Selected Meissen and Other Ceramics from the Collection of Henry H. Arnhold
Selected Meissen and Other Ceramics from the Collection of Henry H. Arnhold
Auction Closed
October 24, 05:26 PM GMT
Estimate
2,500 - 3,500 USD
Lot Details
Description
A MEISSEN ARMORIAL SAUCER DISH THE PORCELAIN CIRCA 1730, THE DECORATION PARTIALLY LATER
of deep lobed form, painted with three flower sprigs in Kakiemon style, the center later-decorated with the crowned arms of Saxony, added after 1779, crossed swords mark in blue enamel, incised Japanese Palace inventory number N=336-W.
Diameter: 5⅞ in.
15 cm
The Royal Collections of Saxony, Japanese Palace, Dresden
Fine and Important Meissen Porcelain, Property of a German Private Collector, sold, Sotheby Parke Bernet Inc.
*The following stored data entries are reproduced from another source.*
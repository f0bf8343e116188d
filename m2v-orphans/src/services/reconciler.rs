//! Orphan reconciliation
//!
//! Compares a recordings directory with the backend's recorded list and
//! records every matching file the backend no longer knows about. Orphans
//! are staged in memory and committed in one transaction, so a failed scan
//! leaves the previous orphan set as it was.

use sqlx::SqlitePool;
use std::collections::HashMap;
use std::path::Path;
use std::sync::Arc;

use crate::catalog::{CatalogClient, ChannelInfo};
use crate::db::orphans::{count_orphans, replace_orphans};
use crate::error::{OrphanError, Result};
use crate::models::NewOrphan;
use crate::services::file_scanner::FileScanner;
use crate::services::filename_codec;

/// Approximate MPEG-2 recording rate used to estimate durations
pub const BYTES_PER_MINUTE: u64 = 38_928_300;

/// Estimated length in whole minutes, rounded half up
pub fn estimated_duration(size: u64) -> i64 {
    let minutes = size.saturating_add(BYTES_PER_MINUTE / 2) / BYTES_PER_MINUTE;
    i64::try_from(minutes).unwrap_or(i64::MAX)
}

/// File size as stored in the orphan table's signed column
fn stored_filesize(path: &Path, size: u64) -> Result<i64> {
    i64::try_from(size).map_err(|e| {
        OrphanError::file(path, std::io::Error::new(std::io::ErrorKind::InvalidData, e))
    })
}

/// Builds the orphan set for one host
pub struct Reconciler {
    pool: SqlitePool,
    catalog: Arc<CatalogClient>,
    hostname: String,
}

impl Reconciler {
    pub fn new(pool: SqlitePool, catalog: Arc<CatalogClient>, hostname: impl Into<String>) -> Self {
        Self {
            pool,
            catalog,
            hostname: hostname.into(),
        }
    }

    /// Scan `directory` and persist its orphans, returning how many were created
    ///
    /// Refuses with [`OrphanError::State`] if orphans already exist and
    /// `override_existing` is false. With the override the existing set is
    /// replaced, but only once the whole directory has been processed.
    pub async fn scan(&self, directory: &Path, pattern: &str, override_existing: bool) -> Result<usize> {
        let existing = count_orphans(&self.pool).await?;
        if existing > 0 && !override_existing {
            return Err(OrphanError::State(format!(
                "{} orphan records already exist; rescan requires override",
                existing
            )));
        }

        let scanner = FileScanner::new(pattern)?;
        let files = scanner.scan(directory)?;
        let directory_str = directory.to_string_lossy().into_owned();

        let mut channels: HashMap<String, ChannelInfo> = HashMap::new();
        let mut staged = Vec::new();
        let mut cataloged = 0usize;

        for path in &files {
            let filename = match path.file_name() {
                Some(name) => name.to_string_lossy().into_owned(),
                None => continue,
            };

            if self.catalog.is_cataloged(&filename).await? {
                cataloged += 1;
                continue;
            }

            let name = filename_codec::parse(&filename)?;

            let channel = match channels.get(&name.channel_id) {
                Some(info) => info.clone(),
                None => {
                    let info = self.catalog.channel_info(&name.channel_id).await?;
                    channels.insert(name.channel_id.clone(), info.clone());
                    info
                }
            };

            let size = scanner.file_size(path)?;
            let start = name.start_local.naive_local();

            tracing::debug!(file = %filename, size, channel = %channel.chan_num, "Staging orphan");

            staged.push(NewOrphan {
                hostname: self.hostname.clone(),
                title: String::new(),
                directory: directory_str.clone(),
                filename,
                filesize: stored_filesize(path, size)?,
                duration: estimated_duration(size),
                start_date: start.date(),
                start_time: start.time(),
                subtitle: String::new(),
                channel_id: name.channel_id,
                channel_number: channel.numeric_channel(),
                channel_name: display_name(&channel),
            });
        }

        let created = replace_orphans(&self.pool, &staged, override_existing).await?;

        tracing::info!(
            directory = %directory.display(),
            scanned = files.len(),
            cataloged,
            orphans = created,
            "Orphan scan complete"
        );

        Ok(created)
    }
}

fn display_name(channel: &ChannelInfo) -> String {
    if channel.channel_name.trim().is_empty() {
        channel.call_sign.clone()
    } else {
        channel.channel_name.clone()
    }
}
New York, June 6, 1973, lot 16
Private Collection, Switzerland
Sotheby's Zürich, November 24, 1992, lot 6
Cassidy-Geiger, 2008, no. 103a, p. 331, illus.
Porcelains of this type, primarily copying Japanese Kakiemon models in the Japanese Palace collection of Augustus the Strong and bearing crossed swords marks in blue enamel rather than underglaze blue, were included in a large order negotiated, circa 1729-30, between the Meissen manufactory's director, the Count of Hoym, and the Paris merchant, Rudolph Lemaire, whose intention it was to offer the pieces for sale in France as their much-in-demand Japanese prototypes. Shortly thereafter, as the King became suspicious of the business arrangement between the Count and Lemaire, Hoym fell out of royal favor and was exiled, Lemaire was detained and eventually deported, and the remaining porcelain in Hoym's townhouse was ordered seized and incorporated into the Royal Saxon collection, where the pieces received their Japanese Palace inventory numbers. A comprehensive explanation and discussion of the entire Hoym-Lemaire affair is provided by Julia Weber, Keeper of Ceramics at the Bavarian National Museum, Munich, in a paper presented at the International Ceramics Fair and Seminar, London, June 16, 2012, 'A detective story: Meissen porcelains copying East Asian models. Fakes or originals in their own right?' and published the following year in the Fair's Catalogue, pp. 41-49. The 1770 inventory of the Japanese Palace lists 'Seven dozen and 8 pieces chocolate beakers, modeled with artichoke leaves... and seven dozen and 1 pieces of the same, saucers',. The decoration is referred to as 'mit bunten Blumen gemahlt', [painted with colored flowers] and does not mention the armorials, Maureen Cassidy Geiger, The Arnhold Collection of Meissen Porcelain 1710-50, Frick Collection, New York, 2008, p. 331. Two further saucers of this type were in the Hoffmeister Collection, illustrated in Dieter Hoffmeister, Meißener Porzellan Des 18. Jahrhunderts Katalog Der Sammlung Hoffmeister, 1999, Vol. II, nos. 341-342.